The following, although requiring considerable skill in joining, can readily be made by any boy of fifteen, if he is at all skillful in the use of carpenter’s tools, and has a fair endowment of those two excellent qualities, patience and perseverance, so absolutely indispensable to success in almost any undertaking.

This telescope consists of a series of square wooden tubes, with an inside diameter of about five inches, so carefully joined together that no ray of light can find its way in through the crevices. The oblique lines are pieces of looking-glass, with their faces turned toward each other. Now, by placing the eye at E, of course it would seem that anything at H could be seen directly through the tubes A B, while if a book or other opaque object be interposed, as shown in Fig. 2, it would seem equally a matter of course that the view would be obstructed; this, however, is not the case, as the mirrors reflect the object through the tube and it appears as plainly as when the book is removed.
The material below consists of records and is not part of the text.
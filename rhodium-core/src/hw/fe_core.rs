//! Digital correction blocks in front of the converters
//!
//! Both cores take complex corrections in the range [-1, 1) per component
//! and quantise them to signed fixed point. Setters return the value the
//! hardware actually holds after quantisation.

use std::sync::{Arc, Mutex, MutexGuard, PoisonError};

use num_complex::Complex64;

use super::{regs, HardwareError, RegisterBus};
use crate::error::TreeError;
use crate::tree::PropertyTree;

pub const DEFAULT_DC_OFFSET_VALUE: Complex64 = Complex64::new(0.0, 0.0);
pub const DEFAULT_DC_OFFSET_ENABLE: bool = true;
pub const DEFAULT_IQ_BALANCE_VALUE: Complex64 = Complex64::new(0.0, 0.0);

// Settings register offsets relative to the core base
const OFFSET_DC_I: u32 = 0;
const OFFSET_DC_Q: u32 = 1;
const OFFSET_MAG: u32 = 2;
const OFFSET_PHASE: u32 = 3;

/// Load the offset registers
const DC_OFFSET_SET: u32 = 1 << 30;
/// Hold the loaded offset instead of tracking it
const DC_OFFSET_FIXED: u32 = 1 << 31;

const DC_OFFSET_BITS: u32 = 24;
const IQ_BALANCE_BITS: u32 = 18;

/// Quantise `value` to a `bits`-wide two's complement fraction.
/// Returns the register field and the value it represents.
fn to_fixed(value: f64, bits: u32) -> (u32, f64) {
    let scale = (1i64 << (bits - 1)) as f64;
    let raw = (value * scale).round().clamp(-scale, scale - 1.0) as i64;
    let field = (raw as u32) & ((1u32 << bits) - 1);
    (field, raw as f64 / scale)
}

fn quantise(
    bus: &dyn RegisterBus,
    base: u32,
    value: Complex64,
    bits: u32,
    offsets: (u32, u32),
    flags: u32,
) -> Result<Complex64, HardwareError> {
    let (i_field, re) = to_fixed(value.re, bits);
    let (q_field, im) = to_fixed(value.im, bits);
    bus.poke32(regs::sr_addr(base + offsets.0), flags | i_field)?;
    bus.poke32(regs::sr_addr(base + offsets.1), flags | q_field)?;
    Ok(Complex64::new(re, im))
}

struct RxState {
    adc_rate: Option<f64>,
    dc_offset: Complex64,
    dc_offset_auto: bool,
    iq_balance: Complex64,
}

/// Receive side correction core
pub struct RxFrontendCore {
    bus: Arc<dyn RegisterBus>,
    base: u32,
    state: Mutex<RxState>,
}

impl RxFrontendCore {
    pub fn new(bus: Arc<dyn RegisterBus>, base: u32) -> Self {
        RxFrontendCore {
            bus,
            base,
            state: Mutex::new(RxState {
                adc_rate: None,
                dc_offset: DEFAULT_DC_OFFSET_VALUE,
                dc_offset_auto: DEFAULT_DC_OFFSET_ENABLE,
                iq_balance: DEFAULT_IQ_BALANCE_VALUE,
            }),
        }
    }

    fn lock(&self) -> MutexGuard<'_, RxState> {
        self.state.lock().unwrap_or_else(PoisonError::into_inner)
    }

    pub fn set_adc_rate(&self, rate: f64) {
        self.lock().adc_rate = Some(rate);
    }

    pub fn adc_rate(&self) -> Option<f64> {
        self.lock().adc_rate
    }

    /// Load a fixed DC offset; disables automatic tracking
    pub fn set_dc_offset(&self, offset: Complex64) -> Result<Complex64, HardwareError> {
        let mut state = self.lock();
        let actual = quantise(
            self.bus.as_ref(),
            self.base,
            offset,
            DC_OFFSET_BITS,
            (OFFSET_DC_I, OFFSET_DC_Q),
            DC_OFFSET_SET | DC_OFFSET_FIXED,
        )?;
        state.dc_offset = actual;
        state.dc_offset_auto = false;
        Ok(actual)
    }

    pub fn set_dc_offset_auto(&self, enable: bool) -> Result<(), HardwareError> {
        let mut state = self.lock();
        let flags = if enable {
            DC_OFFSET_SET
        } else {
            DC_OFFSET_SET | DC_OFFSET_FIXED
        };
        quantise(
            self.bus.as_ref(),
            self.base,
            state.dc_offset,
            DC_OFFSET_BITS,
            (OFFSET_DC_I, OFFSET_DC_Q),
            flags,
        )?;
        state.dc_offset_auto = enable;
        Ok(())
    }

    pub fn dc_offset_auto(&self) -> bool {
        self.lock().dc_offset_auto
    }

    pub fn dc_offset(&self) -> Complex64 {
        self.lock().dc_offset
    }

    pub fn iq_balance(&self) -> Complex64 {
        self.lock().iq_balance
    }

    pub fn set_iq_balance(&self, correction: Complex64) -> Result<Complex64, HardwareError> {
        let mut state = self.lock();
        let actual = quantise(
            self.bus.as_ref(),
            self.base,
            correction,
            IQ_BALANCE_BITS,
            (OFFSET_MAG, OFFSET_PHASE),
            0,
        )?;
        state.iq_balance = actual;
        Ok(actual)
    }

    /// Expose the corrections as `dc_offset/{enable,value}` and
    /// `iq_balance/value` under `subtree`
    pub fn populate_subtree(self: &Arc<Self>, subtree: &PropertyTree) -> Result<(), TreeError> {
        let core = Arc::clone(self);
        subtree
            .create::<bool>("dc_offset/enable")?
            .set(DEFAULT_DC_OFFSET_ENABLE)?
            .add_subscriber(move |enable| Ok(core.set_dc_offset_auto(*enable)?));

        let core = Arc::clone(self);
        subtree
            .create::<Complex64>("dc_offset/value")?
            .set(DEFAULT_DC_OFFSET_VALUE)?
            .set_coercer(move |offset| Ok(core.set_dc_offset(offset)?));

        let core = Arc::clone(self);
        subtree
            .create::<Complex64>("iq_balance/value")?
            .set(DEFAULT_IQ_BALANCE_VALUE)?
            .set_coercer(move |correction| Ok(core.set_iq_balance(correction)?));
        Ok(())
    }
}

/// Transmit side correction core
pub struct TxFrontendCore {
    bus: Arc<dyn RegisterBus>,
    base: u32,
    state: Mutex<(Complex64, Complex64)>,
}

impl TxFrontendCore {
    pub fn new(bus: Arc<dyn RegisterBus>, base: u32) -> Self {
        TxFrontendCore {
            bus,
            base,
            state: Mutex::new((DEFAULT_DC_OFFSET_VALUE, DEFAULT_IQ_BALANCE_VALUE)),
        }
    }

    pub fn set_dc_offset(&self, offset: Complex64) -> Result<Complex64, HardwareError> {
        let mut state = self.state.lock().unwrap_or_else(PoisonError::into_inner);
        let actual = quantise(
            self.bus.as_ref(),
            self.base,
            offset,
            DC_OFFSET_BITS,
            (OFFSET_DC_I, OFFSET_DC_Q),
            0,
        )?;
        state.0 = actual;
        Ok(actual)
    }

    pub fn set_iq_balance(&self, correction: Complex64) -> Result<Complex64, HardwareError> {
        let mut state = self.state.lock().unwrap_or_else(PoisonError::into_inner);
        let actual = quantise(
            self.bus.as_ref(),
            self.base,
            correction,
            IQ_BALANCE_BITS,
            (OFFSET_MAG, OFFSET_PHASE),
            0,
        )?;
        state.1 = actual;
        Ok(actual)
    }

    pub fn dc_offset(&self) -> Complex64 {
        self.state.lock().unwrap_or_else(PoisonError::into_inner).0
    }

    pub fn iq_balance(&self) -> Complex64 {
        self.state.lock().unwrap_or_else(PoisonError::into_inner).1
    }

    pub fn populate_subtree(self: &Arc<Self>, subtree: &PropertyTree) -> Result<(), TreeError> {
        let core = Arc::clone(self);
        subtree
            .create::<Complex64>("dc_offset/value")?
            .set(DEFAULT_DC_OFFSET_VALUE)?
            .set_coercer(move |offset| Ok(core.set_dc_offset(offset)?));

        let core = Arc::clone(self);
        subtree
            .create::<Complex64>("iq_balance/value")?
            .set(DEFAULT_IQ_BALANCE_VALUE)?
            .set_coercer(move |correction| Ok(core.set_iq_balance(correction)?));
        Ok(())
    }
}
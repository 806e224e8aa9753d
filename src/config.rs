//! Host settings: where the peripheral manager lives and how the board is set up

use std::time::Duration;

use rhodium_core::FrontendConfig;
use serde::{Deserialize, Serialize};

/// Default peripheral manager RPC endpoint
pub const DEFAULT_ADDRESS: &str = "127.0.0.1:49601";

#[derive(Debug, Clone, PartialEq, Serialize, Deserialize)]
#[serde(rename_all = "camelCase", default)]
pub struct TransportConfig {
    /// `host:port` of the peripheral manager
    pub address: String,
    /// 0 waits for the operating system's connect timeout
    pub connect_timeout_ms: u64,
    /// 0 blocks without limit on reads and writes
    pub io_timeout_ms: u64,
}

impl Default for TransportConfig {
    fn default() -> Self {
        TransportConfig {
            address: DEFAULT_ADDRESS.to_string(),
            connect_timeout_ms: 2000,
            io_timeout_ms: 5000,
        }
    }
}

fn millis(ms: u64) -> Option<Duration> {
    (ms > 0).then(|| Duration::from_millis(ms))
}

impl TransportConfig {
    pub fn connect_timeout(&self) -> Option<Duration> {
        millis(self.connect_timeout_ms)
    }

    pub fn io_timeout(&self) -> Option<Duration> {
        millis(self.io_timeout_ms)
    }
}

#[derive(Debug, Clone, Default, PartialEq, Serialize, Deserialize)]
#[serde(rename_all = "camelCase", default)]
pub struct HostConfig {
    pub transport: TransportConfig,
    pub frontend: FrontendConfig,
}

impl HostConfig {
    pub fn from_json(json: &str) -> Result<Self, serde_json::Error> {
        serde_json::from_str(json)
    }
}
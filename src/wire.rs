//! Line-delimited JSON framing for the peripheral manager connection
//!
//! One request or response per line:
//!
//! ```text
//! -> {"id":7,"method":"db_0_get_sensors","params":["<token>","RX"]}
//! <- {"id":7,"result":["lowband_lo_locked","lo_locked"]}
//! <- {"id":8,"error":"invalid session token"}
//! ```

use rhodium_core::RpcError;
use serde::{Deserialize, Serialize};
use serde_json::Value;

#[derive(Debug, Clone, PartialEq, Serialize, Deserialize)]
pub struct Request {
    pub id: u64,
    pub method: String,
    #[serde(default)]
    pub params: Vec<Value>,
}

/// Exactly one of `result` and `error` is expected. A response carrying
/// neither is a null result.
#[derive(Debug, Clone, PartialEq, Serialize, Deserialize)]
pub struct Response {
    pub id: u64,
    #[serde(default, skip_serializing_if = "Option::is_none")]
    pub result: Option<Value>,
    #[serde(default, skip_serializing_if = "Option::is_none")]
    pub error: Option<String>,
}

impl Response {
    pub fn ok(id: u64, result: Value) -> Self {
        Response {
            id,
            result: Some(result),
            error: None,
        }
    }

    pub fn err(id: u64, error: impl Into<String>) -> Self {
        Response {
            id,
            result: None,
            error: Some(error.into()),
        }
    }

    /// Turn the response into the call outcome
    pub fn into_result(self) -> Result<Value, RpcError> {
        match self.error {
            Some(error) => Err(RpcError::Remote(error)),
            None => Ok(self.result.unwrap_or(Value::Null)),
        }
    }
}

/// Serialize `message` as one newline-terminated line
pub fn encode_line<M: Serialize>(message: &M) -> Result<String, RpcError> {
    let mut line =
        serde_json::to_string(message).map_err(|e| RpcError::Malformed(e.to_string()))?;
    line.push('\n');
    Ok(line)
}

pub fn decode_request(line: &str) -> Result<Request, RpcError> {
    serde_json::from_str(line.trim_end()).map_err(|e| RpcError::Malformed(e.to_string()))
}

pub fn decode_response(line: &str) -> Result<Response, RpcError> {
    serde_json::from_str(line.trim_end()).map_err(|e| RpcError::Malformed(e.to_string()))
}

#[cfg(test)]
mod tests {
    use super::*;
    use serde_json::json;

    #[test]
    fn test_request_line() {
        let request = Request {
            id: 3,
            method: "db_0_get_sensors".to_string(),
            params: vec![json!("tok"), json!("RX")],
        };
        let line = encode_line(&request).unwrap();
        assert!(line.ends_with('\n'));
        assert_eq!(line.matches('\n').count(), 1);
        assert_eq!(decode_request(&line).unwrap(), request);
    }

    #[test]
    fn test_response_outcomes() {
        let ok = decode_response(r#"{"id":1,"result":[1,2]}"#).unwrap();
        assert_eq!(ok.into_result().unwrap(), json!([1, 2]));

        let null = decode_response(r#"{"id":2,"result":null}"#).unwrap();
        assert_eq!(null.into_result().unwrap(), Value::Null);

        let err = decode_response("{\"id\":3,\"error\":\"no such sensor\"}\n").unwrap();
        assert_eq!(
            err.into_result(),
            Err(RpcError::Remote("no such sensor".to_string()))
        );
    }

    #[test]
    fn test_garbage_is_malformed() {
        assert!(matches!(decode_response("hello"), Err(RpcError::Malformed(_))));
        assert!(matches!(
            decode_response(r#"{"result":1}"#),
            Err(RpcError::Malformed(_))
        ));
    }

    #[test]
    fn test_error_response_omits_result() {
        let line = encode_line(&Response::err(9, "busy")).unwrap();
        assert_eq!(line, "{\"id\":9,\"error\":\"busy\"}\n");
    }
}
To those unfamiliar with its construction this magic telescope, by which you apparently see through a solid substance, is an unfailing source of wonder.

The object at H should be quite brilliantly lighted, as some of the rays are absorbed in the passage of the reflection through the tube; especial care should also be taken to place the mirrors at a slant, exactly midway between the horizontal and the upright, or, to speak more scientifically, at an angle of 45 degrees to the line of the tubes.

The tubes A and B should not be so far apart at the place where the book is inserted as to permit the backs of the mirrors to be easily seen.